Lorenzo Cozza

From the Catholic Encyclopedia

Friar Minor, cardinal, and theologian, b. at San Lorenzo near Bolsena, 31 March, 1654; d. at Rome, 18 January, 1729. He filled the position of lector at Naples and Viterbo, where he became guardian of the convent. Cardinal Sacchetti chose Cozza as his confessor and adviser, thus giving rise to a friendship that lasted through life. While in the Orient, whither he had been sent as superior of the Franciscan monastery in Jerusalem, Cozza found leisure to compose several important works, and as legate of the supreme pontiff he reconciled the Maronites and the Patriarch Jacobus Petrus of Antioch, who had long been at variance with the Holy See. In 1715 he returned to Rome, in 1723 was elected minister general, and on 9 December, 1726, was made cardinal by Benedict XIII. The remaining years of his life were passed at Rome in quiet and study in the little convent of St. Bartholomew on the Island.

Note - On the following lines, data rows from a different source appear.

//! # Crafting System
//!
//! The owned graph state every engine call goes through.
//!
//! `CraftingSystem` bundles the item registry, the recipe set and the
//! dependency graph derived from it. Mutation is append-only: items are
//! created or upgraded to basic, recipes are added. The searches borrow the
//! system immutably and are pure functions of its current state.
//!
//! ## Concurrency
//!
//! The system holds no locks. A caller sharing it between threads must
//! serialize `register_*` calls against searches itself, for instance behind
//! one `RwLock` or by swapping in a freshly built system per request.
//!
//! ## Example
//!
//! ```rust
//! use std::collections::{HashMap, HashSet};
//! use forge_economy::{CraftCost, CraftingSystem};
//!
//! let mut system = CraftingSystem::new();
//! system.register_item("Wood", true).unwrap();
//! system.register_item("Iron", true).unwrap();
//! system.register_recipe("Plank", 4, &[("Wood", 1)]).unwrap();
//! system.register_recipe("Sword", 1, &[("Plank", 1), ("Iron", 1)]).unwrap();
//!
//! let basics: HashSet<String> = ["Wood", "Iron"].map(String::from).into();
//! // Iron feeds Sword directly, so one step is enough.
//! assert_eq!(system.minimum_craft_cost("Sword", &basics), CraftCost::Steps(1));
//! assert_eq!(system.crafting_path("Sword", &basics), Some(vec!["Plank".into(), "Sword".into()]));
//!
//! let pool: HashMap<String, u32> = [("Wood".to_string(), 1), ("Iron".to_string(), 1)].into();
//! assert_eq!(system.reachable_items(&pool).len(), 4);
//! ```

use std::collections::{HashMap, HashSet};

use crate::cost::{self, CraftCost};
use crate::cycle;
use crate::error::CraftingResult;
use crate::graph::DependencyGraph;
use crate::item::{Item, ItemRegistry};
use crate::path;
use crate::reachability;
use crate::recipe::{Recipe, RecipeId, RecipeSet};
use crate::view::{self, AdjacencySnapshot};

/// Item registry, recipe set and dependency graph, kept consistent.
#[derive(Clone, Debug, Default)]
pub struct CraftingSystem {
    items: ItemRegistry,
    recipes: RecipeSet,
    graph: DependencyGraph,
}

impl CraftingSystem {
    /// Creates an empty system.
    #[must_use]
    pub fn new() -> Self {
        Self::default()
    }

    /// Registers an item, or upgrades an existing one to basic.
    ///
    /// Calling this again with the same name never creates a second item and
    /// never turns a basic item back into a craftable one.
    ///
    /// # Errors
    ///
    /// Returns `EmptyName` if `name` is empty or whitespace only.
    pub fn register_item(&mut self, name: &str, is_basic: bool) -> CraftingResult<Item> {
        self.items.get_or_create(name, is_basic).cloned()
    }

    /// Registers a recipe producing `result_quantity` of `result`.
    ///
    /// The result and every ingredient are created as craftable items when
    /// missing. Nothing is registered if any name or quantity is invalid.
    ///
    /// # Errors
    ///
    /// - `EmptyName` for a blank result or ingredient name
    /// - `NonPositiveQuantity` for a zero or negative quantity
    /// - `QuantityTooLarge` for a quantity above `u32::MAX`
    /// - `EmptyIngredients` if `ingredients` is empty
    pub fn register_recipe<S: AsRef<str>>(
        &mut self,
        result: &str,
        result_quantity: i64,
        ingredients: &[(S, i64)],
    ) -> CraftingResult<RecipeId> {
        let recipe = Recipe::new(self.recipes.next_id(), result, result_quantity, ingredients)?;

        self.items.get_or_create(&recipe.result, false)?;
        for line in &recipe.ingredients {
            self.items.get_or_create(&line.item, false)?;
        }

        self.graph.link(&recipe);
        let recipe = self.recipes.push(recipe)?;
        tracing::debug!(
            "Registered recipe #{}: {} x{} <- {} ingredients",
            recipe.id,
            recipe.result,
            recipe.result_quantity,
            recipe.ingredients.len()
        );
        Ok(recipe.id)
    }

    /// Every item, sorted by name.
    #[must_use]
    pub fn list_items(&self) -> Vec<Item> {
        self.items.iter().cloned().collect()
    }

    /// Every recipe, in insertion order.
    #[must_use]
    pub fn list_recipes(&self) -> Vec<Recipe> {
        self.recipes.iter().cloned().collect()
    }

    /// Looks up an item by exact name.
    #[must_use]
    pub fn item(&self, name: &str) -> Option<&Item> {
        self.items.get(name)
    }

    /// Gets a recipe by id.
    #[must_use]
    pub fn recipe(&self, id: RecipeId) -> Option<&Recipe> {
        self.recipes.get(id)
    }

    /// Recipes producing `name`, in insertion order.
    pub fn recipes_for<'a>(&'a self, name: &str) -> impl Iterator<Item = &'a Recipe> + 'a {
        self.graph
            .producers(name)
            .iter()
            .filter_map(|&id| self.recipes.get(id))
    }

    /// Names of every basic item.
    #[must_use]
    pub fn basic_items(&self) -> HashSet<String> {
        self.items.basic_names().map(str::to_owned).collect()
    }

    /// Number of registered items.
    #[must_use]
    pub fn item_count(&self) -> usize {
        self.items.len()
    }

    /// Number of registered recipes.
    #[must_use]
    pub fn recipe_count(&self) -> usize {
        self.recipes.len()
    }

    /// The derived adjacency views.
    #[must_use]
    pub fn graph(&self) -> &DependencyGraph {
        &self.graph
    }

    /// Items obtainable from `starting` resource quantities.
    #[must_use]
    pub fn reachable_items(&self, starting: &HashMap<String, u32>) -> HashSet<String> {
        reachability::reachable_items(&self.graph, &self.recipes, starting)
    }

    /// Minimum crafting steps from `basics` to `target`.
    #[must_use]
    pub fn minimum_craft_cost(&self, target: &str, basics: &HashSet<String>) -> CraftCost {
        cost::minimum_craft_cost(&self.graph, target, basics)
    }

    /// Step distance from `basics` to every item with a finite cost.
    #[must_use]
    pub fn craft_distances(&self, basics: &HashSet<String>) -> HashMap<String, u32> {
        cost::craft_distances(&self.graph, basics)
    }

    /// One crafting path from `basics` to `target`, basics side first.
    #[must_use]
    pub fn crafting_path(&self, target: &str, basics: &HashSet<String>) -> Option<Vec<String>> {
        path::crafting_path(&self.graph, &self.recipes, target, basics)
    }

    /// Returns `true` if the forward view contains a cycle.
    #[must_use]
    pub fn has_cycle(&self) -> bool {
        self.find_cycle().is_some()
    }

    /// One cycle of the forward view, first item repeated at the end.
    #[must_use]
    pub fn find_cycle(&self) -> Option<Vec<String>> {
        cycle::find_cycle(&self.graph, self.items.iter().map(|item| item.name.as_str()))
    }

    /// Read-only adjacency view with summary counts.
    #[must_use]
    pub fn adjacency_snapshot(&self) -> AdjacencySnapshot {
        AdjacencySnapshot::capture(&self.items, &self.graph)
    }

    /// Every `(ingredient, result)` pair, one per ingredient line.
    #[must_use]
    pub fn graph_edges(&self) -> Vec<(String, String)> {
        view::graph_edges(&self.recipes)
    }

    /// Renders the graph as a Graphviz document.
    #[must_use]
    pub fn to_dot(&self) -> String {
        view::render_dot(&self.items, &self.graph)
    }
}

His writings include "Historia polemica de Græcorum schismate" (Rome, 1719-20); "Commentarii historico-dogmatici" (Rome, 1707); and "Terra Sancta vindicata a calumniis", the last still unpublished.

MARCELLINO DA CIVEZZA, Saggio di Bibliografia Sanfrancescana (Prato, 1879), 129-130, n. 166; GOLUBOVICH, Serie dei Superiori di Terra Santa (Jerusalem, 1898), 98, n. 168; HURTER, Nomenclator, II, 1001; CARDELLA, Memorie storiche dei cardinali della S. Romana Chiesa (Rome, 1792), VIII, 223.